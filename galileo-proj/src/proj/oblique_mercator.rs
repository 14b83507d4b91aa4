//! Hotine oblique Mercator.
//!
//! The central line is given either by a point and an azimuth (`lonc`, `lat_0`, `alpha` and
//! optionally `gamma`) or by two points (`lon_1`, `lat_1`, `lon_2`, `lat_2`). Without `no_off`
//! the origin of the coordinates is the projection center, with it the natural origin on the
//! equator of the aposphere.

use super::common::{normalize_lon, phi2, tsfn};
use super::{BaseProjection, ProjKind, ProjParameters};
use crate::bounds::Bounds;
use crate::error::GalileoProjError;
use std::f64::consts::{FRAC_PI_2, PI};

const EPSILON: f64 = 1e-6;
const EPSILON_LATITUDE: f64 = 1e-10;

/// Hotine oblique Mercator projection.
#[derive(Debug, Clone, PartialEq)]
pub struct ObliqueMercator {
    e: f64,
    b: f64,
    big_e: f64,
    a_over_b: f64,
    a_times_b: f64,
    b_over_a: f64,
    v_pole_n: f64,
    v_pole_s: f64,
    sin_gamma0: f64,
    cos_gamma0: f64,
    sin_rot: f64,
    cos_rot: f64,
    u_c: f64,
    central_meridian: f64,
    reference_lat: f64,
    reference_lon: f64,
}

impl ObliqueMercator {
    pub(super) fn new(params: &ProjParameters) -> Result<Self, GalileoProjError> {
        let kind = ProjKind::ObliqueMercator;
        let e = params.ellipsoid.e();
        let e2 = params.ellipsoid.e2();
        let lat_center = params.lat_0.unwrap_or(0.0).to_radians();

        let com = (1.0 - e2).sqrt();
        let (sin_ph0, cos_ph0) = lat_center.sin_cos();
        let con = 1.0 - e2 * sin_ph0 * sin_ph0;
        let b = (1.0 + e2 * cos_ph0.powi(4) / (1.0 - e2)).sqrt();
        let a = b * com / con;
        let d = b * com / (cos_ph0 * con.sqrt());
        let mut f = d * d - 1.0;
        if f < 0.0 {
            f = 0.0;
        } else {
            f = f.sqrt();
            if lat_center < 0.0 {
                f = -f;
            }
        }
        f += d;
        let big_e = f * tsfn(lat_center, e).powf(b);

        let invalid = |param: &str, reason: &str| GalileoProjError::InvalidParameter {
            param: param.into(),
            reason: reason.into(),
        };

        let gamma0;
        let azimuth;
        let rectified_grid_angle;
        let central_meridian;
        let lon_center;
        let reference;

        match params.alpha {
            None => {
                let lon_1 = ProjParameters::require(params.lon_1, "lon_1", kind)?;
                let lat_1 = ProjParameters::require(params.lat_1, "lat_1", kind)?;
                let lon_2 = ProjParameters::require(params.lon_2, "lon_2", kind)?;
                let lat_2 = ProjParameters::require(params.lat_2, "lat_2", kind)?;
                reference = (lat_1, lon_1);

                let lon1 = lon_1.to_radians();
                let lat1 = lat_1.to_radians();
                let mut lon2 = lon_2.to_radians();
                let lat2 = lat_2.to_radians();

                if (lat1 - lat2).abs() <= EPSILON
                    || lat1.abs() <= EPSILON
                    || (lat1.abs() - FRAC_PI_2).abs() <= EPSILON
                    || (lat_center.abs() - FRAC_PI_2).abs() <= EPSILON
                    || (lat2.abs() - FRAC_PI_2).abs() <= EPSILON
                {
                    return Err(invalid(
                        "lat_1",
                        "unsuitable latitudes for the two point definition",
                    ));
                }

                let h = tsfn(lat1, e).powf(b);
                let l = tsfn(lat2, e).powf(b);
                let fp = big_e / h;
                let p = (l - h) / (l + h);
                let j = (big_e * big_e - l * h) / (big_e * big_e + l * h);
                let diff = lon1 - lon2;
                if diff < -PI {
                    lon2 -= 2.0 * PI;
                } else if diff > PI {
                    lon2 += 2.0 * PI;
                }

                central_meridian = normalize_lon(
                    0.5 * (lon1 + lon2) - (j * (0.5 * b * (lon1 - lon2)).tan() / p).atan() / b,
                );
                gamma0 = (2.0 * (b * normalize_lon(lon1 - central_meridian)).sin()
                    / (fp - 1.0 / fp))
                    .atan();
                azimuth = (d * gamma0.sin()).asin();
                rectified_grid_angle = azimuth;
                lon_center = None;
            }
            Some(alpha) => {
                let lonc = ProjParameters::require(params.lonc, "lonc", kind)?;
                let lat_0 = ProjParameters::require(params.lat_0, "lat_0", kind)?;
                reference = (lat_0, lonc);

                azimuth = alpha.to_radians();
                if (azimuth > -1.5 * PI && azimuth < -0.5 * PI)
                    || (azimuth > 0.5 * PI && azimuth < 1.5 * PI)
                {
                    return Err(invalid("alpha", "azimuth must point north"));
                }

                rectified_grid_angle = params.gamma.map_or(azimuth, f64::to_radians);
                gamma0 = (azimuth.sin() / d).asin();

                let mut temp = 0.5 * (f - 1.0 / f) * gamma0.tan();
                if temp.abs() > 1.0 {
                    if (temp.abs() - 1.0).abs() > EPSILON {
                        return Err(invalid("alpha", "central line does not cross the center"));
                    }
                    temp = temp.signum();
                }

                let lonc = lonc.to_radians();
                central_meridian = lonc - temp.asin() / b;
                lon_center = Some(lonc);
            }
        }

        let a_over_b = a / b;
        let u_c = if params.no_off {
            0.0
        } else if (azimuth.abs() - FRAC_PI_2).abs() < EPSILON_LATITUDE {
            // Azimuth of 90° is only possible with the point and azimuth definition.
            match lon_center {
                Some(lon_center) => a * (lon_center - central_meridian),
                None => return Err(invalid("alpha", "azimuth of the central line is 90°")),
            }
        } else {
            let u_c = (a_over_b * (d * d - 1.0).sqrt().atan2(azimuth.cos())).abs();
            if lat_center < 0.0 {
                -u_c
            } else {
                u_c
            }
        };

        Ok(Self {
            e,
            b,
            big_e,
            a_over_b,
            a_times_b: a * b,
            b_over_a: b / a,
            v_pole_n: a_over_b * (0.5 * (FRAC_PI_2 - gamma0)).tan().ln(),
            v_pole_s: a_over_b * (0.5 * (FRAC_PI_2 + gamma0)).tan().ln(),
            sin_gamma0: gamma0.sin(),
            cos_gamma0: gamma0.cos(),
            sin_rot: rectified_grid_angle.sin(),
            cos_rot: rectified_grid_angle.cos(),
            u_c,
            central_meridian,
            reference_lat: reference.0,
            reference_lon: reference.1,
        })
    }
}

impl BaseProjection for ObliqueMercator {
    fn project(&self, phi: f64, lambda: f64) -> (f64, f64) {
        let lambda = normalize_lon(lambda);
        let (u, v) = if (phi.abs() - FRAC_PI_2).abs() > EPSILON {
            let q = self.big_e / tsfn(phi, self.e).powf(self.b);
            let s = 0.5 * (q - 1.0 / q);
            let t = 0.5 * (q + 1.0 / q);
            let v_ = (self.b * lambda).sin();
            let u_ = (s * self.sin_gamma0 - v_ * self.cos_gamma0) / t;

            let v = if (u_.abs() - 1.0).abs() < EPSILON {
                0.0
            } else {
                0.5 * self.a_over_b * ((1.0 - u_) / (1.0 + u_)).ln()
            };

            let cos = (self.b * lambda).cos();
            let u = if cos.abs() < EPSILON_LATITUDE {
                self.a_times_b * lambda
            } else {
                self.a_over_b * (s * self.cos_gamma0 + v_ * self.sin_gamma0).atan2(cos)
            };
            (u, v)
        } else {
            let v = if phi > 0.0 { self.v_pole_n } else { self.v_pole_s };
            (self.a_over_b * phi, v)
        };

        let u = u - self.u_c;
        (
            v * self.cos_rot + u * self.sin_rot,
            u * self.cos_rot - v * self.sin_rot,
        )
    }

    fn invproject(&self, x: f64, y: f64) -> (f64, f64) {
        let v = x * self.cos_rot - y * self.sin_rot;
        let u = y * self.cos_rot + x * self.sin_rot + self.u_c;

        let qp = (-self.b_over_a * v).exp();
        let sp = 0.5 * (qp - 1.0 / qp);
        let tp = 0.5 * (qp + 1.0 / qp);
        let vp = (self.b_over_a * u).sin();
        let up = (vp * self.cos_gamma0 + sp * self.sin_gamma0) / tp;

        if (up.abs() - 1.0).abs() < EPSILON {
            let phi = if up < 0.0 { -FRAC_PI_2 } else { FRAC_PI_2 };
            return (phi, 0.0);
        }

        let t = (self.big_e / ((1.0 + up) / (1.0 - up)).sqrt()).powf(1.0 / self.b);
        let lambda =
            -(sp * self.cos_gamma0 - vp * self.sin_gamma0).atan2((self.b_over_a * u).cos()) / self.b;
        (phi2(t, self.e), lambda)
    }

    fn algorithm_bounds(&self) -> Bounds {
        let lon = self.reference_lon - self.central_meridian.to_degrees();
        Bounds::from_lon_lat(
            lon - 3.0,
            self.reference_lat - 3.0,
            lon + 3.0,
            self.reference_lat + 3.0,
        )
    }

    fn central_meridian(&self) -> Option<f64> {
        Some(self.central_meridian.to_degrees())
    }
}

+-------+

The answer consists of the lines above that include the word "match", each copied exactly.

        match params.alpha {
            match lon_center {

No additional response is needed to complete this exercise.